HDM1005 (poterepatid), Huadong Pharmaceutical'ın yan kuruluşu Zhongmei Huadong tarafından geliştirilen, peptit bazlı bir insan GLP-1R/GIPR çift hedefli uzun-etkili agonistidir. Klinik öncesi çalışmalar, HDM1005'in GLP-IR ve GIPR'yi aktive edebildiğini, siklik adenosin monofosfat (CAMP) üretimini destekleyebildiğini, pankreas kordonu salgısını artırabildiğini, iştahı baskılayabildiğini, mide boşalmasını geciktirebildiğini, metabolik fonksiyonu iyileştirebildiğini, böylece plazma hacmini iyileştirebildiğini, oksidatif stresi ve sistemik inflamasyonu azaltabildiğini ve kardiyovasküler adaptasyonu artırabildiğini göstermiştir; Kan şekerini düşürme, kilo verme, MASH'i iyileştirme ve kalp yetmezliğinde (HFpEF) ejeksiyon fraksiyonunu koruma etkileri vardır. Bu arada mevcut veriler, HDM1005'in önemli ölçüde kilo verme etkinliğine, iyi güvenliğe ve tolere edilebilirliğe sahip olduğunu göstermektedir.
Frontier Biotech ve GlaxoSmithKline, küçük nükleik asit ilaçları için küresel bir lisans anlaşmasına vardı
Frontier Biotech (Nanjing) Co., Ltd. (bundan sonra "Frontier Biotech" veya "Şirket" olarak anılacaktır), 23 Şubat 2026 tarihinde küresel biyofarmasötik şirketi GlaxoSmithKline (bundan sonra "GSK" olarak anılacaktır) ile resmi olarak özel bir lisans anlaşması imzaladı. Anlaşmaya göre GlaxoSmithKline, iki küçük nükleik asit (sIRNA) boru hattı ürününün küresel ölçekte özel geliştirme, üretim ve ticarileştirme haklarını elde edecek. Aday ilaçlardan biri yeni ilaç klinik deneme uygulaması (IND) aşamasına girmiş, diğeri ise klinik öncesi aday ilaçtır.

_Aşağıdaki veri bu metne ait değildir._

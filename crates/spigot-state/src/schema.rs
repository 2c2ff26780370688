//! State document shapes: per-stream extraction state and run summaries.

use chrono::{DateTime, Utc};
use serde::{Deserialize, Serialize};
use serde_json::{json, Map, Value};
use uuid::Uuid;

/// Lifecycle of one stream within a run.
///
/// `Pending → Extracting → Checkpointed (loop) → Completed | Failed`.
/// `Failed` is terminal and isolated to the stream.
#[derive(Debug, Clone, Copy, PartialEq, Eq, Serialize, Deserialize)]
#[serde(rename_all = "lowercase")]
pub enum StreamStatus {
    Pending,
    Extracting,
    Checkpointed,
    Completed,
    Failed,
}

impl StreamStatus {
    pub fn is_terminal(self) -> bool {
        matches!(self, StreamStatus::Completed | StreamStatus::Failed)
    }

    pub fn can_transition_to(self, next: StreamStatus) -> bool {
        use StreamStatus::*;
        matches!(
            (self, next),
            (Pending, Extracting)
                | (Extracting, Checkpointed)
                | (Extracting, Completed)
                | (Extracting, Failed)
                | (Checkpointed, Checkpointed)
                | (Checkpointed, Completed)
                | (Checkpointed, Failed)
        )
    }
}

/// Extraction state for one stream. Created per stream per run, updated
/// per batch, flushed at checkpoint boundaries and at completion.
#[derive(Debug, Clone, PartialEq, Serialize, Deserialize)]
pub struct StreamState {
    pub stream_id: String,
    pub status: StreamStatus,
    /// Last-seen key value, if the stream has a bookmark column.
    pub bookmark: Option<Value>,
    /// The partition predicate this extraction ran under, if any.
    #[serde(default)]
    pub partition: Option<Value>,
    pub records_extracted: u64,
    /// Underlying cause when the stream failed.
    pub error: Option<String>,
}

impl StreamState {
    pub fn new(stream_id: impl Into<String>) -> Self {
        Self {
            stream_id: stream_id.into(),
            status: StreamStatus::Pending,
            bookmark: None,
            partition: None,
            records_extracted: 0,
            error: None,
        }
    }

    pub fn begin(&mut self) {
        self.status = StreamStatus::Extracting;
    }

    pub fn checkpoint(&mut self, bookmark: Option<Value>) {
        if bookmark.is_some() {
            self.bookmark = bookmark;
        }
        self.status = StreamStatus::Checkpointed;
    }

    pub fn complete(&mut self) {
        self.status = StreamStatus::Completed;
    }

    pub fn fail(&mut self, detail: impl Into<String>) {
        self.status = StreamStatus::Failed;
        self.error = Some(detail.into());
    }
}

/// Status of a whole extraction run.
#[derive(Debug, Clone, Copy, PartialEq, Eq, Serialize, Deserialize)]
#[serde(rename_all = "lowercase")]
pub enum RunStatus {
    Running,
    Completed,
    Failed,
}

/// Aggregate outcome of a run: all stream states plus timing.
#[derive(Debug, Clone, Serialize, Deserialize)]
pub struct RunSummary {
    pub run_id: Uuid,
    pub started_at: DateTime<Utc>,
    pub completed_at: Option<DateTime<Utc>>,
    pub status: RunStatus,
    pub streams: Vec<StreamState>,
}

impl RunSummary {
    pub fn new() -> Self {
        Self {
            run_id: Uuid::new_v4(),
            started_at: Utc::now(),
            completed_at: None,
            status: RunStatus::Running,
            streams: Vec::new(),
        }
    }

    /// Record a stream's state, replacing any previous entry for the
    /// same stream.
    pub fn upsert_stream(&mut self, state: StreamState) {
        if let Some(existing) = self
            .streams
            .iter_mut()
            .find(|s| s.stream_id == state.stream_id)
        {
            *existing = state;
        } else {
            self.streams.push(state);
        }
    }

    pub fn has_failures(&self) -> bool {
        self.streams
            .iter()
            .any(|s| s.status == StreamStatus::Failed)
    }

    /// Close the run. A run fails iff any stream ended `Failed`; other
    /// streams' progress is preserved either way.
    pub fn finish(&mut self) {
        self.completed_at = Some(Utc::now());
        self.status = if self.has_failures() {
            RunStatus::Failed
        } else {
            RunStatus::Completed
        };
    }

    /// The externally persisted bookmark document for this run.
    pub fn state_document(&self) -> StateDocument {
        let mut document = StateDocument::default();
        for stream in &self.streams {
            document.set(&stream.stream_id, stream.bookmark.clone());
        }
        document
    }
}

impl Default for RunSummary {
    fn default() -> Self {
        Self::new()
    }
}

/// The `{ streamId, bookmarkValue }` document exchanged with the
/// external state store at checkpoint boundaries.
#[derive(Debug, Clone, Default, PartialEq, Serialize, Deserialize)]
pub struct StateDocument {
    #[serde(default)]
    pub bookmarks: Map<String, Value>,
}

impl StateDocument {
    pub fn bookmark_for(&self, stream_id: &str) -> Option<&Value> {
        self.bookmarks.get(stream_id)
    }

    pub fn set(&mut self, stream_id: &str, bookmark: Option<Value>) {
        if let Some(bookmark) = bookmark {
            self.bookmarks.insert(stream_id.to_string(), bookmark);
        }
    }

    pub fn to_value(&self) -> Value {
        json!({"bookmarks": self.bookmarks})
    }
}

Bu anlaşma, şirketin erken siRNA ilacı keşfi ve geliştirilmesindeki profesyonel yeteneklerini ortaya koyuyor ve şirketin küresel geliştirme stratejisini ilerletmede önemli bir kilometre taşıdır. Anlaşmaya göre şirket, iki projedeki başarılı geliştirme, düzenleme ve ticarileştirme aşamalarına bağlı olarak 40 milyon $ peşinat alacak ve 963 milyon $'a kadar ödeme biriktirecek ve aynı zamanda iki ürünün küresel net satışlarından kademeli telif hakları elde edecek.
Şirket, araştırma kapsamındaki iki ürünün erken geliştirilmesinden sorumlu olacak: Çin'deki ürünlerden birinden sorumlu! Başka bir ürün için klinik deneyleri ilerletin ve IND destekleyici çalışmaları tamamlayın. GlaxoSmithKline, iki ürüne ilişkin tüm küresel klinik geliştirme, düzenleyici başvurular ve ticarileştirme faaliyetlerinden sorumlu olacak.